## Quick Sort Analysis

### Best Case

The best case for the quick sort occurs when each partition splits the array into two equal halves. Then, the overall cost for sorting $n$ items is given by:

• The partitioning cost for $n$ items, which is $\sim n$ comparisons (and a smaller number of exchanges), and

• The cost for recursively sorting two half-size arrays

Since the size of each half is $n/2$, the recurrence relation for the cost function (for comparisons) is closely related to the one governing the merge sort:

$$C(n) = 2 C(\frac{n}{2}) + n \quad ; \quad C(1) = 0$$

The result is similar, with the cost function in terms of comparisons for the quicksort also being $O(n \ln n)$.

### Worst Case

The worst case for the quick sort occurs when the partition does not split the array (i.e., when one set has no elements at all). Ironically, this happens when the array is sorted!

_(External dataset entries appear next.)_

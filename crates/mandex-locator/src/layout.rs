//! On-disk corpus layout.
//!
//! A corpus root holds one directory per section, named `man<N>`. Each of those may contain
//! subdirectories (subsections) and documents with a fixed extension (pages). This module
//! maps between that layout and locators as pure path arithmetic; nothing here touches the
//! filesystem.

use std::path::{Component, Path, PathBuf};

use crate::{Locator, LocatorError, SectionNumber};

/// Prefix of every section directory name (`man1` ... `man8`).
pub const SECTION_PREFIX: &str = "man";

/// Default document extension, without the leading dot.
pub const DEFAULT_EXTENSION: &str = "md";

/// Default corpus root.
pub const DEFAULT_CORPUS_ROOT: &str = "/usr/share/man";

/// Describes where a corpus lives and how its documents are named.
#[derive(Debug, Clone, PartialEq, Eq)]
pub struct CorpusLayout {
    /// Directory containing the `man<N>` section directories.
    root: PathBuf,
    /// Document extension without the leading dot.
    extension: String,
}

impl Default for CorpusLayout {
    fn default() -> Self {
        Self::new(DEFAULT_CORPUS_ROOT, DEFAULT_EXTENSION)
    }
}

impl CorpusLayout {
    /// Creates a layout for a corpus root and document extension.
    ///
    /// A leading dot on the extension is ignored, so `"md"` and `".md"` are equivalent.
    pub fn new(root: impl Into<PathBuf>, extension: impl AsRef<str>) -> Self {
        let extension = extension.as_ref();
        Self {
            root: root.into(),
            extension: extension.strip_prefix('.').unwrap_or(extension).to_string(),
        }
    }

    /// Returns the corpus root.
    pub fn root(&self) -> &Path {
        &self.root
    }

    /// Returns the document extension, without the leading dot.
    pub fn extension(&self) -> &str {
        &self.extension
    }

    /// Returns the directory of a section: `<root>/man<N>`.
    pub fn section_dir(&self, section: SectionNumber) -> PathBuf {
        self.root.join(format!("{SECTION_PREFIX}{section}"))
    }

    /// Returns the file name of the document titled `title`.
    pub fn document_file_name(&self, title: &str) -> String {
        format!("{title}.{}", self.extension)
    }

    /// Returns the title of a document file name, or `None` if the name does not carry the
    /// document extension (or has nothing before it).
    pub fn document_title<'a>(&self, file_name: &'a str) -> Option<&'a str> {
        file_name
            .strip_suffix(self.extension.as_str())
            .and_then(|stem| stem.strip_suffix('.'))
            .filter(|title| !title.is_empty())
    }

    /// Returns true if `path` is under the corpus root and ends with the document extension.
    ///
    /// This is the precondition of [`CorpusLayout::path_to_locator`].
    pub fn is_corpus_document(&self, path: &Path) -> bool {
        path.starts_with(&self.root)
            && path != self.root
            && path
                .file_name()
                .and_then(|name| name.to_str())
                .and_then(|name| self.document_title(name))
                .is_some()
    }

    /// Parses the section number out of a section directory name such as `man3`.
    pub fn section_from_dir_name(name: &str) -> Result<SectionNumber, LocatorError> {
        let Some(number) = name.strip_prefix(SECTION_PREFIX) else {
            return Err(LocatorError::malformed(name, "page is inside an invalid section"));
        };
        SectionNumber::parse(number).map_err(|e| match e {
            LocatorError::MalformedLocator { .. } => {
                LocatorError::malformed(name, "page is inside an invalid section")
            }
            other => other,
        })
    }

    /// Converts a document path into its locator.
    ///
    /// The corpus root and document extension are stripped, and the section directory name
    /// gives the section number: `<root>/man1/Applications/Browser.md` becomes
    /// `1/Applications/Browser`. A path directly inside the root (no section directory)
    /// or with a badly named section directory yields an error.
    ///
    /// # Panics
    ///
    /// Panics if `path` is not under the corpus root or does not end with the document
    /// extension. Check [`CorpusLayout::is_corpus_document`] first when the path is untrusted.
    pub fn path_to_locator(&self, path: &Path) -> Result<Locator, LocatorError> {
        assert!(
            self.is_corpus_document(path),
            "{} is not a document under {}",
            path.display(),
            self.root.display()
        );
        let relative = path
            .strip_prefix(&self.root)
            .expect("document path is under the corpus root");

        let mut names = Vec::new();
        for component in relative.components() {
            let Component::Normal(name) = component else {
                return Err(LocatorError::malformed(
                    &relative.to_string_lossy(),
                    "unexpected path component",
                ));
            };
            let Some(name) = name.to_str() else {
                return Err(LocatorError::malformed(
                    &relative.to_string_lossy(),
                    "path is not valid UTF-8",
                ));
            };
            names.push(name);
        }

        let [section_dir, rest @ .., file_name] = names.as_slice() else {
            return Err(LocatorError::malformed(
                &relative.to_string_lossy(),
                "page is not inside a section directory",
            ));
        };
        let section = Self::section_from_dir_name(section_dir)?;
        let title = self
            .document_title(file_name)
            .expect("precondition checked the extension");

        let mut segments: Vec<String> = rest.iter().map(|s| (*s).to_string()).collect();
        segments.push(title.to_string());
        Ok(Locator::new(section, segments))
    }
}
//! Storage access.
//!
//! The tree and the content cache reach the filesystem only through the [`Storage`] trait,
//! so tests can substitute an instrumented or failing backend.

use std::{fs, fs::File, io, path::Path};

use tracing::trace;

use crate::PageContent;

/// One entry of a directory listing.
#[derive(Debug, Clone, PartialEq, Eq)]
pub struct StorageEntry {
    /// File or directory name (no path).
    pub name: String,
    /// Whether the entry is a directory (symlinks are followed).
    pub is_dir: bool,
}

impl StorageEntry {
    /// Creates a directory entry.
    pub fn dir(name: impl Into<String>) -> Self {
        Self {
            name: name.into(),
            is_dir: true,
        }
    }

    /// Creates a file entry.
    pub fn file(name: impl Into<String>) -> Self {
        Self {
            name: name.into(),
            is_dir: false,
        }
    }
}

/// Blocking access to directory listings and page bytes.
pub trait Storage {
    /// Lists the entries of a directory, excluding `.` and `..`.
    fn list_dir(&self, dir: &Path) -> io::Result<Vec<StorageEntry>>;

    /// Loads the full content of a page file.
    fn load(&self, path: &Path) -> io::Result<PageContent>;
}

impl<S: Storage + ?Sized> Storage for &S {
    fn list_dir(&self, dir: &Path) -> io::Result<Vec<StorageEntry>> {
        (**self).list_dir(dir)
    }

    fn load(&self, path: &Path) -> io::Result<PageContent> {
        (**self).load(path)
    }
}

/// The real filesystem. Pages are memory-mapped.
#[derive(Debug, Clone, Copy, Default)]
pub struct FsStorage;

impl Storage for FsStorage {
    fn list_dir(&self, dir: &Path) -> io::Result<Vec<StorageEntry>> {
        let mut entries = Vec::new();
        for entry in fs::read_dir(dir)? {
            let entry = entry?;
            let Ok(name) = entry.file_name().into_string() else {
                trace!(path = %entry.path().display(), "skipping non-UTF-8 entry");
                continue;
            };
            // Follow symlinks; a dangling link is neither a page nor a subsection.
            let Ok(metadata) = fs::metadata(entry.path()) else {
                trace!(path = %entry.path().display(), "skipping unreadable entry");
                continue;
            };
            entries.push(StorageEntry {
                name,
                is_dir: metadata.is_dir(),
            });
        }
        Ok(entries)
    }

    fn load(&self, path: &Path) -> io::Result<PageContent> {
        PageContent::map(&File::open(path)?)
    }
}
//! Runtime object model shared by the VM and the evaluator.
//!
//! Aggregate payloads are `Rc`-wrapped: stack slots and environment entries
//! copy cheaply, and reference identity (`Rc::ptr_eq`) carries the language's
//! equality semantics for non-integer values.

use std::collections::BTreeMap;
use std::fmt;
use std::rc::Rc;

use crate::ast::BlockStatement;
use crate::builtins::Builtin;
use crate::bytecode::Instructions;
use crate::eval::EnvId;

pub const TRUE: Value = Value::Boolean(true);
pub const FALSE: Value = Value::Boolean(false);
pub const NULL: Value = Value::Null;

pub(crate) fn bool_value(value: bool) -> Value {
    if value { TRUE } else { FALSE }
}

/// A runtime value.
#[derive(Debug, Clone, PartialEq)]
pub enum Value {
    Integer(i64),
    Boolean(bool),
    Null,
    Str(Rc<String>),
    Array(Rc<Vec<Value>>),
    Hash(Rc<BTreeMap<HashKey, HashPair>>),
    /// Only ever lives in the constants pool; the VM always wraps it in a
    /// [`Closure`] before it reaches the value stack.
    CompiledFunction(Rc<CompiledFunction>),
    Closure(Rc<Closure>),
    /// The evaluator's function object: unlowered body plus defining
    /// environment. Never produced by the compiler or the VM.
    Function(Rc<Function>),
    Builtin(Builtin),
}

/// The kind discriminator of a [`HashKey`]. Doubles as the per-kind salt:
/// keys of different kinds can never collide because the kind is part of
/// the key.
#[derive(Debug, Clone, Copy, PartialEq, Eq, PartialOrd, Ord, Hash)]
pub enum HashKind {
    Integer,
    Boolean,
    Str,
}

/// Hash-map key derived from a hashable value.
#[derive(Debug, Clone, Copy, PartialEq, Eq, PartialOrd, Ord, Hash)]
pub struct HashKey {
    pub kind: HashKind,
    pub value: u64,
}

/// A hash entry: the original key (for display) plus its value.
#[derive(Debug, Clone, PartialEq)]
pub struct HashPair {
    pub key: Value,
    pub value: Value,
}

/// A function lowered to bytecode, together with the frame layout the VM
/// needs to call it.
#[derive(Debug, Clone, PartialEq)]
pub struct CompiledFunction {
    pub instructions: Instructions,
    pub num_locals: usize,
    pub num_parameters: usize,
}

/// A compiled function bundled with the captured values of its free
/// variables, in capture order.
#[derive(Debug, Clone, PartialEq)]
pub struct Closure {
    pub func: Rc<CompiledFunction>,
    pub free: Vec<Value>,
}

/// The evaluator's first-class function: parameters, unlowered body, and the
/// environment it closes over.
#[derive(Debug, Clone, PartialEq)]
pub struct Function {
    pub parameters: Vec<String>,
    pub body: BlockStatement,
    pub env: EnvId,
}

impl Value {
    /// The uppercase type tag used in error messages.
    pub fn type_name(&self) -> &'static str {
        match self {
            Value::Integer(_) => "INTEGER",
            Value::Boolean(_) => "BOOLEAN",
            Value::Null => "NULL",
            Value::Str(_) => "STRING",
            Value::Array(_) => "ARRAY",
            Value::Hash(_) => "HASH",
            Value::CompiledFunction(_) => "COMPILED_FUNCTION",
            Value::Closure(_) => "CLOSURE",
            Value::Function(_) => "FUNCTION",
            Value::Builtin(_) => "BUILTIN",
        }
    }

    /// Everything is truthy except `null` and `false`. Zero is truthy.
    pub fn is_truthy(&self) -> bool {
        !matches!(self, Value::Null | Value::Boolean(false))
    }

    /// The language's `==`: integers and booleans compare by value, null
    /// equals null, and every aggregate compares by reference identity.
    pub fn equals(&self, other: &Value) -> bool {
        match (self, other) {
            (Value::Integer(left), Value::Integer(right)) => left == right,
            (Value::Boolean(left), Value::Boolean(right)) => left == right,
            (Value::Null, Value::Null) => true,
            (Value::Str(left), Value::Str(right)) => Rc::ptr_eq(left, right),
            (Value::Array(left), Value::Array(right)) => Rc::ptr_eq(left, right),
            (Value::Hash(left), Value::Hash(right)) => Rc::ptr_eq(left, right),
            (Value::Closure(left), Value::Closure(right)) => Rc::ptr_eq(left, right),
            (Value::Function(left), Value::Function(right)) => Rc::ptr_eq(left, right),
            (Value::CompiledFunction(left), Value::CompiledFunction(right)) => {
                Rc::ptr_eq(left, right)
            }
            (Value::Builtin(left), Value::Builtin(right)) => left == right,
            _ => false,
        }
    }

    /// Derive the hash key for this value, or `None` for unhashable kinds.
    pub fn hash_key(&self) -> Option<HashKey> {
        match self {
            Value::Integer(value) => Some(HashKey {
                kind: HashKind::Integer,
                value: *value as u64,
            }),
            Value::Boolean(value) => Some(HashKey {
                kind: HashKind::Boolean,
                value: *value as u64,
            }),
            Value::Str(value) => Some(HashKey {
                kind: HashKind::Str,
                value: fnv1a_64(value.as_bytes()),
            }),
            _ => None,
        }
    }
}

/// 64-bit FNV-1a over the string contents. Deterministic across runs, which
/// keeps compiled hash literals reproducible.
fn fnv1a_64(bytes: &[u8]) -> u64 {
    const OFFSET_BASIS: u64 = 0xcbf2_9ce4_8422_2325;
    const PRIME: u64 = 0x0000_0100_0000_01b3;
    bytes
        .iter()
        .fold(OFFSET_BASIS, |hash, byte| (hash ^ u64::from(*byte)).wrapping_mul(PRIME))
}

impl fmt::Display for Value {
    fn fmt(&self, f: &mut fmt::Formatter<'_>) -> fmt::Result {
        match self {
            Value::Integer(value) => write!(f, "{value}"),
            Value::Boolean(value) => write!(f, "{value}"),
            Value::Null => write!(f, "null"),
            Value::Str(value) => write!(f, "{value}"),
            Value::Array(elements) => {
                let elements: Vec<String> = elements.iter().map(|e| e.to_string()).collect();
                write!(f, "[{}]", elements.join(", "))
            }
            Value::Hash(pairs) => {
                let pairs: Vec<String> = pairs
                    .values()
                    .map(|pair| format!("{}: {}", pair.key, pair.value))
                    .collect();
                write!(f, "{{{}}}", pairs.join(", "))
            }
            Value::CompiledFunction(func) => {
                write!(f, "CompiledFunction[{:p}]", Rc::as_ptr(func))
            }
            Value::Closure(closure) => write!(f, "Closure[{:p}]", Rc::as_ptr(closure)),
            Value::Function(func) => {
                write!(f, "fn({}) {{ {} }}", func.parameters.join(", "), func.body)
            }
            Value::Builtin(_) => write!(f, "builtin function"),
        }
    }
}

#[cfg(test)]
mod tests {
    use pretty_assertions::assert_eq;

    use super::*;

    #[test]
    fn hash_keys_are_equal_for_equal_values_of_one_kind() {
        let one_a = Value::Integer(1).hash_key().unwrap();
        let one_b = Value::Integer(1).hash_key().unwrap();
        let two = Value::Integer(2).hash_key().unwrap();
        assert_eq!(one_a, one_b);
        assert_ne!(one_a, two);

        let hello_a = Value::Str(Rc::new("hello".to_string())).hash_key().unwrap();
        let hello_b = Value::Str(Rc::new("hello".to_string())).hash_key().unwrap();
        let world = Value::Str(Rc::new("world".to_string())).hash_key().unwrap();
        assert_eq!(hello_a, hello_b);
        assert_ne!(hello_a, world);
    }

    #[test]
    fn hash_keys_of_different_kinds_never_collide() {
        let int_one = Value::Integer(1).hash_key().unwrap();
        let bool_true = Value::Boolean(true).hash_key().unwrap();
        let str_one = Value::Str(Rc::new("1".to_string())).hash_key().unwrap();
        assert_ne!(int_one, bool_true);
        assert_ne!(int_one, str_one);
        assert_ne!(bool_true, str_one);
    }

    #[test]
    fn only_integers_booleans_and_strings_are_hashable() {
        assert!(Value::Integer(0).hash_key().is_some());
        assert!(TRUE.hash_key().is_some());
        assert!(Value::Str(Rc::new(String::new())).hash_key().is_some());
        assert!(NULL.hash_key().is_none());
        assert!(Value::Array(Rc::new(vec![])).hash_key().is_none());
        assert!(Value::Hash(Rc::new(BTreeMap::new())).hash_key().is_none());
    }

    #[test]
    fn truthiness() {
        assert!(Value::Integer(0).is_truthy());
        assert!(Value::Integer(-1).is_truthy());
        assert!(Value::Str(Rc::new(String::new())).is_truthy());
        assert!(TRUE.is_truthy());
        assert!(!FALSE.is_truthy());
        assert!(!NULL.is_truthy());
    }

    #[test]
    fn equality_is_by_value_for_integers_and_identity_for_aggregates() {
        assert!(Value::Integer(5).equals(&Value::Integer(5)));
        assert!(!Value::Integer(5).equals(&Value::Integer(6)));
        assert!(TRUE.equals(&TRUE));
        assert!(NULL.equals(&NULL));
        assert!(!NULL.equals(&FALSE));

        let a = Value::Str(Rc::new("x".to_string()));
        let a_alias = a.clone();
        let b = Value::Str(Rc::new("x".to_string()));
        assert!(a.equals(&a_alias));
        assert!(!a.equals(&b));
    }

    #[test]
    fn display_forms() {
        assert_eq!(Value::Integer(-7).to_string(), "-7");
        assert_eq!(TRUE.to_string(), "true");
        assert_eq!(NULL.to_string(), "null");
        assert_eq!(Value::Str(Rc::new("hi".to_string())).to_string(), "hi");

        let array = Value::Array(Rc::new(vec![
            Value::Integer(1),
            Value::Str(Rc::new("two".to_string())),
        ]));
        assert_eq!(array.to_string(), "[1, two]");

        let mut pairs = BTreeMap::new();
        let key = Value::Str(Rc::new("one".to_string()));
        pairs.insert(
            key.hash_key().unwrap(),
            HashPair {
                key,
                value: Value::Integer(1),
            },
        );
        assert_eq!(Value::Hash(Rc::new(pairs)).to_string(), "{one: 1}");
    }
}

In this situation, the cost of the sort can be resolved into:

• Assuming the "ends-to-the-middle" partitioning technique was used, note that the comparison cost for partitioning a sublist of size $1$ is $0$ and the comparison cost for partitioning a sublist of $n>1$ items is $n+1$ (with a smaller number of exchanges). The latter comes from comparing the first element to the right of the pivot to discover it should be "thrown right", and then comparing $n$ elements with the pivot (including the pivot itself) as we traverse the list backwards from its end, searching for an element to "throw left" (a search which fails).

• The cost for recursively sorting the remaining $n-1$ items that are all greater than the pivot and thus to its right. The cost for sorting the zero items to the left of the pivot is of course zero, as is the other base-case cost for sorting a single element. More succinctly, $C(0) = C(1) = 0$.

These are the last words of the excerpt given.